If wage goods fall in value and workers real wages rise, this may cause them to marry earlier, have more children etc. so that the working population will rise to meet the needs of capital for additional workers. It may even exceed it, creating a surplus working population. This was more likely in Marx’s time, prior to effective family planning, and the improvement in infant mortality rates. In fact, all experience, across the globe, is that as real incomes rise, family sizes decline.

But, capital has many ways of providing the labour-power it requires. Women and children can be brought into the workforce; workers can be imported from other countries; where they exist, peasants can be brought into the towns, but, more importantly, capital can introduce new machines that replace existing workers and raise productivity, so that output can be increased with less demand for additional workers.

“It therefore follows of itself from the nature of the capitalist process of accumulation, which is but one facet of the capitalist production process, that the increased mass of means of production that is to be converted into capital always finds a correspondingly increased, even excessive, exploitable worker population. As the process of production and accumulation advances therefore, the mass of available and appropriated surplus-labour, and hence the absolute mass of profit appropriated by the social capital, must grow.” (p 218-9)

Marx then comments,

“We shall entirely ignore here that with the advance of capitalist production and the attendant development of the productiveness of social labour and multiplication of production branches, hence products, the same amount of value represents a progressively increasing mass of use-values and enjoyments.” (p 219)

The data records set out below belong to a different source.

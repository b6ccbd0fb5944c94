//! Diagnostics collection for best-effort bridge operations.
//!
//! The bridge degrades instead of failing: a foreign call that misbehaves, a collection
//! that cannot be enumerated, an obfuscated name that collides with another. Each of
//! those is reported here so a host can surface it, but none of them stops the
//! operation that ran into it.
//!
//! # Key Components
//!
//! - [`Diagnostics`] - Thread-safe container for diagnostic entries
//! - [`Diagnostic`] - Individual diagnostic entry with severity and context
//! - [`DiagnosticSeverity`] - Severity level (Info, Warning, Error)
//! - [`DiagnosticCategory`] - Component that produced the diagnostic
//! - [`DiagnosticSink`] - Optional handle given to every component; absent means silent
//!
//! # Usage Examples
//!
//! ```rust
//! use dotbridge::diagnostics::{DiagnosticCategory, DiagnosticSink, Diagnostics};
//! use std::sync::Arc;
//!
//! let diagnostics = Arc::new(Diagnostics::new());
//! let sink = DiagnosticSink::new(diagnostics.clone());
//!
//! sink.warn_once(
//!     DiagnosticCategory::Enumeration,
//!     "probe:Il2CppSystem.Collections.Queue",
//!     "GetEnumerator probe failed",
//! );
//! sink.warn_once(
//!     DiagnosticCategory::Enumeration,
//!     "probe:Il2CppSystem.Collections.Queue",
//!     "GetEnumerator probe failed",
//! );
//!
//! assert_eq!(diagnostics.warning_count(), 1);
//!
//! // A sink without a container swallows everything
//! DiagnosticSink::silent().warning(DiagnosticCategory::Cast, "nobody listens");
//! ```
//!
//! # Thread Safety
//!
//! [`Diagnostics`] uses `boxcar::Vec` internally for lock-free appends and a `DashSet`
//! for the once-only keys, so background threads may report as well.

use std::{
    fmt::{self, Write},
    sync::Arc,
};

use dashmap::DashSet;

/// Severity level of a diagnostic entry.
#[derive(Debug, Clone, Copy, PartialEq, Eq, Hash)]
pub enum DiagnosticSeverity {
    /// Informational message, not indicating a problem.
    Info,

    /// A host-environment assumption was violated and a fallback was used.
    Warning,

    /// A failure the bridge could not compensate for.
    Error,
}

impl fmt::Display for DiagnosticSeverity {
    fn fmt(&self, f: &mut fmt::Formatter<'_>) -> fmt::Result {
        match self {
            DiagnosticSeverity::Info => write!(f, "INFO"),
            DiagnosticSeverity::Warning => write!(f, "WARN"),
            DiagnosticSeverity::Error => write!(f, "ERROR"),
        }
    }
}

/// Component that produced a diagnostic.
#[derive(Debug, Clone, Copy, PartialEq, Eq, Hash)]
pub enum DiagnosticCategory {
    /// Type catalog population and implementation scans.
    Catalog,

    /// Obfuscated-name indexing.
    Deobfuscation,

    /// Actual-type resolution.
    Identity,

    /// Cross-representation casting.
    Cast,

    /// Foreign collection enumeration.
    Enumeration,

    /// Version-tolerant member access.
    Member,

    /// Owner-thread callback dispatch.
    Dispatch,
}

impl fmt::Display for DiagnosticCategory {
    fn fmt(&self, f: &mut fmt::Formatter<'_>) -> fmt::Result {
        match self {
            DiagnosticCategory::Catalog => write!(f, "Catalog"),
            DiagnosticCategory::Deobfuscation => write!(f, "Deobfuscation"),
            DiagnosticCategory::Identity => write!(f, "Identity"),
            DiagnosticCategory::Cast => write!(f, "Cast"),
            DiagnosticCategory::Enumeration => write!(f, "Enumeration"),
            DiagnosticCategory::Member => write!(f, "Member"),
            DiagnosticCategory::Dispatch => write!(f, "Dispatch"),
        }
    }
}

/// A single diagnostic entry with context information.
#[derive(Debug, Clone)]
pub struct Diagnostic {
    /// Severity level of this diagnostic.
    pub severity: DiagnosticSeverity,

    /// Category indicating the source of this diagnostic.
    pub category: DiagnosticCategory,

    /// Human-readable description of the issue.
    pub message: String,

    /// Optional full name of the type involved.
    pub type_name: Option<String>,
}

impl Diagnostic {
    /// Creates a new diagnostic entry.
    ///
    /// # Arguments
    ///
    /// * `severity` - Severity level of the diagnostic
    /// * `category` - Category of the diagnostic source
    /// * `message` - Human-readable description
    pub fn new(
        severity: DiagnosticSeverity,
        category: DiagnosticCategory,
        message: impl Into<String>,
    ) -> Self {
        Self {
            severity,
            category,
            message: message.into(),
            type_name: None,
        }
    }

    /// Adds the name of the type involved.
    #[must_use]
    pub fn with_type(mut self, type_name: impl Into<String>) -> Self {
        self.type_name = Some(type_name.into());
        self
    }
}

impl fmt::Display for Diagnostic {
    fn fmt(&self, f: &mut fmt::Formatter<'_>) -> fmt::Result {
        write!(f, "[{}] {}: {}", self.severity, self.category, self.message)?;

        if let Some(type_name) = &self.type_name {
            write!(f, " (type: {type_name})")?;
        }

        Ok(())
    }
}

/// Thread-safe container for collecting diagnostic entries.
///
/// Uses `boxcar::Vec` internally for lock-free concurrent append operations.
#[derive(Debug)]
pub struct Diagnostics {
    entries: boxcar::Vec<Diagnostic>,
    reported_keys: DashSet<String>,
}

impl Default for Diagnostics {
    fn default() -> Self {
        Self::new()
    }
}

impl Diagnostics {
    /// Creates a new empty diagnostics container.
    #[must_use]
    pub fn new() -> Self {
        Self {
            entries: boxcar::Vec::new(),
            reported_keys: DashSet::new(),
        }
    }

    /// Adds an informational diagnostic.
    pub fn info(&self, category: DiagnosticCategory, message: impl Into<String>) {
        self.push(Diagnostic::new(DiagnosticSeverity::Info, category, message));
    }

    /// Adds a warning diagnostic.
    pub fn warning(&self, category: DiagnosticCategory, message: impl Into<String>) {
        self.push(Diagnostic::new(
            DiagnosticSeverity::Warning,
            category,
            message,
        ));
    }

    /// Adds an error diagnostic.
    pub fn error(&self, category: DiagnosticCategory, message: impl Into<String>) {
        self.push(Diagnostic::new(
            DiagnosticSeverity::Error,
            category,
            message,
        ));
    }

    /// Adds a diagnostic entry directly.
    pub fn push(&self, diagnostic: Diagnostic) {
        self.entries.push(diagnostic);
    }

    /// Adds `diagnostic` unless another one with the same `key` was already recorded.
    ///
    /// Returns `true` if the entry was recorded.
    pub fn push_once(&self, key: impl Into<String>, diagnostic: Diagnostic) -> bool {
        if self.reported_keys.insert(key.into()) {
            self.push(diagnostic);
            true
        } else {
            false
        }
    }

    /// Returns true if any diagnostics have been collected.
    pub fn has_any(&self) -> bool {
        self.entries.count() > 0
    }

    /// Returns true if any warning-level diagnostics have been collected.
    pub fn has_warnings(&self) -> bool {
        self.entries
            .iter()
            .any(|(_, d)| d.severity == DiagnosticSeverity::Warning)
    }

    /// Returns the total number of diagnostics.
    pub fn count(&self) -> usize {
        self.entries.count()
    }

    /// Returns the number of error-level diagnostics.
    pub fn error_count(&self) -> usize {
        self.entries
            .iter()
            .filter(|(_, d)| d.severity == DiagnosticSeverity::Error)
            .count()
    }

    /// Returns the number of warning-level diagnostics.
    pub fn warning_count(&self) -> usize {
        self.entries
            .iter()
            .filter(|(_, d)| d.severity == DiagnosticSeverity::Warning)
            .count()
    }

    /// Returns an iterator over all diagnostics.
    pub fn iter(&self) -> impl Iterator<Item = &Diagnostic> {
        self.entries.iter().map(|(_, d)| d)
    }

    /// Returns all warnings as a vector.
    pub fn warnings(&self) -> Vec<&Diagnostic> {
        self.entries
            .iter()
            .filter(|(_, d)| d.severity == DiagnosticSeverity::Warning)
            .map(|(_, d)| d)
            .collect()
    }

    /// Returns diagnostics filtered by category.
    pub fn by_category(&self, category: DiagnosticCategory) -> Vec<&Diagnostic> {
        self.entries
            .iter()
            .filter(|(_, d)| d.category == category)
            .map(|(_, d)| d)
            .collect()
    }

    /// Formats a summary of all diagnostics for display.
    pub fn summary(&self) -> String {
        let mut output = String::new();

        let _ = writeln!(
            output,
            "Diagnostics: {} error(s), {} warning(s), {} total",
            self.error_count(),
            self.warning_count(),
            self.count()
        );

        for diag in self.iter() {
            let _ = writeln!(output, "  {diag}");
        }

        output
    }
}

impl fmt::Display for Diagnostics {
    fn fmt(&self, f: &mut fmt::Formatter<'_>) -> fmt::Result {
        write!(f, "{}", self.summary())
    }
}

/// Optional handle on a [`Diagnostics`] container.
///
/// Every bridge component holds one of these. A silent sink drops everything, which is
/// how a host without a logging backend is served.
#[derive(Clone, Debug, Default)]
pub struct DiagnosticSink {
    target: Option<Arc<Diagnostics>>,
}

impl DiagnosticSink {
    /// Creates a sink that records into `diagnostics`.
    #[must_use]
    pub fn new(diagnostics: Arc<Diagnostics>) -> Self {
        Self {
            target: Some(diagnostics),
        }
    }

    /// Creates a sink that discards every entry.
    #[must_use]
    pub fn silent() -> Self {
        Self { target: None }
    }

    /// The backing container, if any.
    #[must_use]
    pub fn diagnostics(&self) -> Option<&Arc<Diagnostics>> {
        self.target.as_ref()
    }

    /// Records an informational entry.
    pub fn info(&self, category: DiagnosticCategory, message: impl Into<String>) {
        if let Some(target) = &self.target {
            target.info(category, message);
        }
    }

    /// Records a warning.
    pub fn warning(&self, category: DiagnosticCategory, message: impl Into<String>) {
        if let Some(target) = &self.target {
            target.warning(category, message);
        }
    }

    /// Records a warning about a specific type.
    pub fn type_warning(
        &self,
        category: DiagnosticCategory,
        type_name: &str,
        message: impl Into<String>,
    ) {
        if let Some(target) = &self.target {
            target.push(
                Diagnostic::new(DiagnosticSeverity::Warning, category, message)
                    .with_type(type_name),
            );
        }
    }

    /// Records a warning at most once per `key` for the lifetime of the container.
    pub fn warn_once(
        &self,
        category: DiagnosticCategory,
        key: impl Into<String>,
        message: impl Into<String>,
    ) {
        if let Some(target) = &self.target {
            target.push_once(
                key,
                Diagnostic::new(DiagnosticSeverity::Warning, category, message),
            );
        }
    }
}
impl CastOutcome {
    /// Converted or passed-through value; `Incompatible` becomes `Value::Null`
    pub fn into_value(self) -> Value {
        match self {
            CastOutcome::Converted(value) | CastOutcome::Passthrough(value) => value,
            CastOutcome::Incompatible => Value::Null,
        }
    }

    /// Borrowing variant of [`into_value`](Self::into_value), `None` for `Incompatible`
    pub fn value(&self) -> Option<&Value> {
        match self {
            CastOutcome::Converted(value) | CastOutcome::Passthrough(value) => Some(value),
            CastOutcome::Incompatible => None,
        }
    }

    /// Whether the cast failed provably
    pub fn is_incompatible(&self) -> bool {
        matches!(self, CastOutcome::Incompatible)
    }

    /// Whether the cast produced a converted value
    pub fn is_converted(&self) -> bool {
        matches!(self, CastOutcome::Converted(_))
    }

    /// Whether the original value was handed back after an unexpected failure
    pub fn is_passthrough(&self) -> bool {
        matches!(self, CastOutcome::Passthrough(_))
    }
}

/// Enum value of `target` named by `text`, either a constant name or a number.
fn enum_from_name(text: &str, target: &TypeRecordRc) -> Option<Value> {
    let text = text.trim();
    target
        .enum_value(text)
        .or_else(|| text.parse::<i64>().ok())
        .map(|value| Value::Enum {
            ty: target.clone(),
            value,
        })
}

/// Enum value of `target` holding the numeric value (or name) of a native value.
fn enum_from_native(value: &Value, target: &TypeRecordRc) -> Option<Value> {
    match value {
        Value::Enum { value, .. } => Some(Value::Enum {
            ty: target.clone(),
            value: *value,
        }),
        Value::String(text) => enum_from_name(text, target),
        other => match PrimitiveKind::Int64.coerce(other)? {
            Value::I64(value) => Some(Value::Enum {
                ty: target.clone(),
                value,
            }),
            _ => None,
        },
    }
}

fn is_native_scalar(value: &Value) -> bool {
    PrimitiveKind::of_value(value).is_some() || matches!(value, Value::Enum { .. })
}

/// Conversion of a native scalar into a primitive or enum target.
///
/// Returns `None` if neither side is of that shape, so the caller continues with the
/// next attempt.
fn convert_scalar(value: &Value, target: &TypeRecordRc) -> Option<CastOutcome> {
    if target.is_enum() {
        if !is_native_scalar(value) && !matches!(value, Value::String(_)) {
            return None;
        }
        return Some(
            enum_from_native(value, target).map_or(CastOutcome::Incompatible, CastOutcome::Converted),
        );
    }

    let kind = target.primitive?;
    if !is_native_scalar(value) {
        return None;
    }
    let Some(converted) = kind.coerce(value) else {
        return Some(CastOutcome::Incompatible);
    };
    Some(if target.is_foreign() {
        CastOutcome::Converted(Value::Object(Arc::new(Object::foreign_primitive(
            target.clone(),
            converted,
        ))))
    } else {
        CastOutcome::Converted(converted)
    })
}

/// Cast between host-side values without a foreign runtime.
///
/// Primitives and enums convert where the value fits; everything else needs host
/// assignability and is otherwise incompatible.
pub(crate) fn cast_native(catalog: &TypeCatalog, value: &Value, target: &TypeRecordRc) -> CastOutcome {
    if value.is_null() {
        return CastOutcome::Converted(Value::Null);
    }
    if value.is_instance_of_name(target) {
        return CastOutcome::Converted(value.clone());
    }
    if let Some(outcome) = convert_scalar(value, target) {
        return outcome;
    }
    match value.declared_type(catalog) {
        Some(declared) if catalog.is_assignable_from(target, &declared) => {
            CastOutcome::Converted(value.clone())
        }
        _ => CastOutcome::Incompatible,
    }
}

/// Casts values across the native and foreign representations.
pub struct CastEngine {
    identity: Arc<IdentityResolver>,
    diagnostics: DiagnosticSink,
}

However, as stated earlier, such a course is very misleading, because it is precisely this ever expanding range of use values that is one of the fundamental reasons that the rate of profit does not continually fall, because each of these new use values tends to be produced with a much lower organic composition of capital, and higher rate of profit than existing commodities, and thereby acts to raise the general rate of profit.

This process of accumulation also creates the conditions of the concentration and centralisation of capital, analysed in Capital I. Each individual firm must, on average, continue to increase in size, mobilising ever greater numbers of workers, quantities of material and of fixed capital. In the early phases of this process, the direct producers are expropriated, and alongside the expansion of capital goes an increase, though in smaller proportion, of the number of capitalists, who exert a monopoly of private capital.

As the process continues, even the smaller capitalists are expropriated, until capital expands to such a degree that the monopoly of private capital, even in the hands of the largest private capitalists, acts as a fetter on its further development. At this point, “the expropriators are expropriated”, the monopoly of private capital has to give way to socialised capital in the form of the joint stock company, co-op, the trusts, giant corporations, and the capitalist state itself. But, each of these, except the worker-owned co-op, simply replicates the growing control of capital into an increasingly smaller number of hands, even where its ownership appears to be dispersed into an ever larger number of hands. State capital is the epitome of that contradiction.